# Directions
Copy out all lines bearing the word "scoped" from the listing below.

# Given data
//! Navigation list resolution.
//!
//! # Responsibilities
//! - Bind every model configuration of the live pool to the request bindings
//! - Keep models that are visible, authorized for `index`, and listable
//! - Order by weight, then label ignoring case
//!
//! # Design Decisions
//! - Fail closed: a missing authorization outcome means not authorized
//! - Embedded models are hidden unless they are cyclic
//! - Results depend on request bindings and are never cached

use std::cmp::Ordering;
use std::sync::Arc;

use crate::hooks::context::Bindings;
use crate::model::config::{BoundModel, ModelConfig};
use crate::observability::metrics;

/// Action checked before a model is listed in navigation.
pub const INDEX_ACTION: &str = "index";

/// Filter `models` down to the navigation list for one request, sorted.
pub fn visible_models(models: &[Arc<ModelConfig>], bindings: &Bindings) -> Vec<BoundModel> {
    let mut visible: Vec<BoundModel> = models
        .iter()
        .map(|model| model.with(bindings.clone()))
        .filter(is_listed)
        .collect();
    visible.sort_by(navigation_order);
    metrics::record_visible_models(visible.len());
    visible
}

fn is_listed(model: &BoundModel) -> bool {
    let Some(abstract_model) = model.abstract_model() else {
        return false;
    };
    if !model.is_visible() {
        return false;
    }
    let scoped = model.bindings().merge_abstract_model(Arc::clone(abstract_model));
    if scoped.authorized(INDEX_ACTION) != Some(true) {
        tracing::trace!(model = %model.key(), "Not authorized for index, hiding from navigation");
        return false;
    }
    !abstract_model.is_embedded() || abstract_model.is_cyclic()
}

/// Ascending weight, then label compared ignoring ASCII case.
pub fn navigation_order(a: &BoundModel, b: &BoundModel) -> Ordering {
    a.weight()
        .cmp(&b.weight())
        .then_with(|| cmp_ignore_case(&a.label(), &b.label()))
}

fn cmp_ignore_case(a: &str, b: &str) -> Ordering {
    a.bytes()
        .map(|c| c.to_ascii_lowercase())
        .cmp(b.bytes().map(|c| c.to_ascii_lowercase()))
}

# Answer section
    let scoped = model.bindings().merge_abstract_model(Arc::clone(abstract_model));
    if scoped.authorized(INDEX_ACTION) != Some(true) {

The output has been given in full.